Work to complete: Given the listing that follows, report all lines in which the string "SOFTWARE" occurs.

Provided entries:
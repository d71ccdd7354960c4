// slnenv-rs: Solution Environment loader
//
// SPDX-FileCopyrightText: 2026 Romeo Ahmed
// SPDX-License-Identifier: GPL-3.0-or-later

//! The real process environment table.

use std::ffi::{OsStr, OsString};

use super::Environment;
use tracing::warn;

/// [`Environment`] backed by the operating-system environment of this process.
///
/// Every write goes through `std::env::set_var` / `remove_var`. Writes that
/// the platform would reject (empty name, `=` or NUL in the name, NUL in the
/// value) are skipped with a warning; the caller's read-back then reports the
/// mismatch.
#[derive(Debug, Clone, Copy, Default)]
pub struct ProcessEnvironment;

impl ProcessEnvironment {
    #[must_use]
    pub const fn new() -> Self {
        Self
    }
}

fn is_writable_name(name: &str) -> bool {
    !name.is_empty() && !name.contains(['=', '\0'])
}

impl Environment for ProcessEnvironment {
    fn var_os(&self, name: &str) -> Option<OsString> {
        if !is_writable_name(name) {
            return None;
        }
        std::env::var_os(name)
    }

    fn set_var(&mut self, name: &str, value: Option<&str>) {
        match value {
            Some(value) if !value.is_empty() => self.restore(name, Some(OsStr::new(value))),
            _ => self.restore(name, None),
        }
    }

    fn restore(&mut self, name: &str, prior: Option<&OsStr>) {
        if !is_writable_name(name) {
            warn!(name, "refusing to write environment variable with invalid name");
            return;
        }
        match prior {
            Some(value) => {
                if value.as_encoded_bytes().contains(&0) {
                    warn!(name, "refusing to write environment value containing NUL");
                    return;
                }
                // SAFETY: sessions are serialised onto a single controller
                // thread and nothing else in this process mutates or reads the
                // environment table through libc while a pass runs.
                unsafe { std::env::set_var(name, value) };
            }
            None => {
                // SAFETY: see above.
                unsafe { std::env::remove_var(name) };
            }
        }
    }
}
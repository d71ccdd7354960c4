// slnenv-rs: Solution Environment loader
//
// SPDX-FileCopyrightText: 2026 Romeo Ahmed
// SPDX-License-Identifier: GPL-3.0-or-later

//! Token substitution inside values and include targets.
//!
//! ```text
//! "$(SolutionDir)\tools;%(HKLM\SOFTWARE\Kit\Root)"
//!        |
//!        v  pass 1: $(Name)   seeds (case-insensitive) > environment > ""
//! "C:\proj\tools;%(HKLM\SOFTWARE\Kit\Root)"
//!        |
//!        v  pass 2: %(ROOT\Key\Value)   registry > ""
//! "C:\proj\tools;C:\Kits\10"
//! ```
//!
//! Substitution never fails and never leaves an unresolved token behind.

use regex::{Captures, Regex};
use std::sync::LazyLock;
use tracing::{trace, warn};

use super::seeds::SeedVariables;
use crate::core::env::Environment;
use crate::core::registry::{RegistryReader, RegistryRoot};

struct Patterns {
    variable: Regex,
    registry: Regex,
}

impl Patterns {
    fn compile() -> Result<Self, regex::Error> {
        Ok(Self {
            variable: Regex::new(r"\$\(([A-Za-z0-9_]+)\)")?,
            registry: Regex::new(r"%\(([^)]+)\)")?,
        })
    }
}

static PATTERNS: LazyLock<Result<Patterns, regex::Error>> = LazyLock::new(Patterns::compile);

/// Resolves tokens against seeds, an environment and a registry.
#[derive(Clone, Copy)]
pub struct Resolver<'a> {
    seeds: &'a SeedVariables,
    env: &'a dyn Environment,
    registry: &'a dyn RegistryReader,
}

impl<'a> Resolver<'a> {
    #[must_use]
    pub fn new(
        seeds: &'a SeedVariables,
        env: &'a dyn Environment,
        registry: &'a dyn RegistryReader,
    ) -> Self {
        Self {
            seeds,
            env,
            registry,
        }
    }

    /// Expands `$(Name)` tokens, then `%(ROOT\Key\Value)` tokens.
    #[must_use]
    pub fn resolve(&self, text: &str) -> String {
        let patterns = match &*PATTERNS {
            Ok(patterns) => patterns,
            Err(e) => {
                warn!(error = %e, "token patterns failed to compile, leaving text as is");
                return text.to_owned();
            }
        };

        let expanded = patterns
            .variable
            .replace_all(text, |caps: &Captures<'_>| self.variable(&caps[1]));
        patterns
            .registry
            .replace_all(&expanded, |caps: &Captures<'_>| self.registry_value(&caps[1]))
            .into_owned()
    }

    fn variable(&self, name: &str) -> String {
        if let Some(value) = self.seeds.get(name) {
            trace!(name, value, "seed variable");
            return value.to_owned();
        }
        let value = self.env.var(name).unwrap_or_default();
        trace!(name, value = %value, "environment variable");
        value
    }

    fn registry_value(&self, token: &str) -> String {
        let Some((root, key_path, value_name)) = split_registry_token(token) else {
            trace!(token, "malformed registry token");
            return String::new();
        };
        let value = self
            .registry
            .read(root, key_path, value_name)
            .unwrap_or_default();
        trace!(%root, key_path, value_name, value = %value, "registry value");
        value
    }
}

/// Resolves all tokens in `text`.
#[must_use]
pub fn resolve(
    text: &str,
    seeds: &SeedVariables,
    env: &dyn Environment,
    registry: &dyn RegistryReader,
) -> String {
    Resolver::new(seeds, env, registry).resolve(text)
}

/// Splits the inside of a `%(...)` token into root, key path and value name.
///
/// The root is the first four characters and must be followed by `\`. The
/// value name is the segment after the last `\`.
#[must_use]
pub fn split_registry_token(token: &str) -> Option<(RegistryRoot, &str, &str)> {
    let root = RegistryRoot::from_abbreviation(token.get(..4)?)?;
    let rest = token.get(4..)?.strip_prefix('\\')?;
    let (key_path, value_name) = rest.rsplit_once('\\')?;
    Some((root, key_path, value_name))
}
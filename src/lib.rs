// slnenv-rs: Solution Environment loader
//
// SPDX-FileCopyrightText: 2026 Romeo Ahmed
// SPDX-License-Identifier: GPL-3.0-or-later

//! Library root.
//!
//! # Crate Architecture
//!
//! ```text
//!                        main.rs
//!                           |
//!                +----------+----------+
//!                v                     v
//!             cli (clap)          cmd (handlers)
//!                |              show / run / options
//!                +----------+----------+
//!                           v
//!              ,---------------------------,
//!              |   config        host      |
//!              |   TOML, SLNENV_*   .sln   |
//!              '-------------+-------------'
//!                            v
//!                  session (triggers, reload)
//!                            |
//!                +-----------+-----------+
//!                v                       v
//!           definition                journal
//!     parse / resolve / seeds    first-write-wins log
//!
//!   +---------------------------------------------+
//!   |  core   env, registry, output sinks         |
//!   +---------------------------------------------+
//!   |  foundation   error, logging, utility       |
//!   +---------------------------------------------+
//! ```

pub mod cli;
pub mod cmd;
pub mod config;
pub mod core;
pub mod definition;
pub mod error;
pub mod host;
pub mod journal;
pub mod logging;
pub mod session;
pub mod utility;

Answer space:
//! "$(SolutionDir)\tools;%(HKLM\SOFTWARE\Kit\Root)"
//! "C:\proj\tools;%(HKLM\SOFTWARE\Kit\Root)"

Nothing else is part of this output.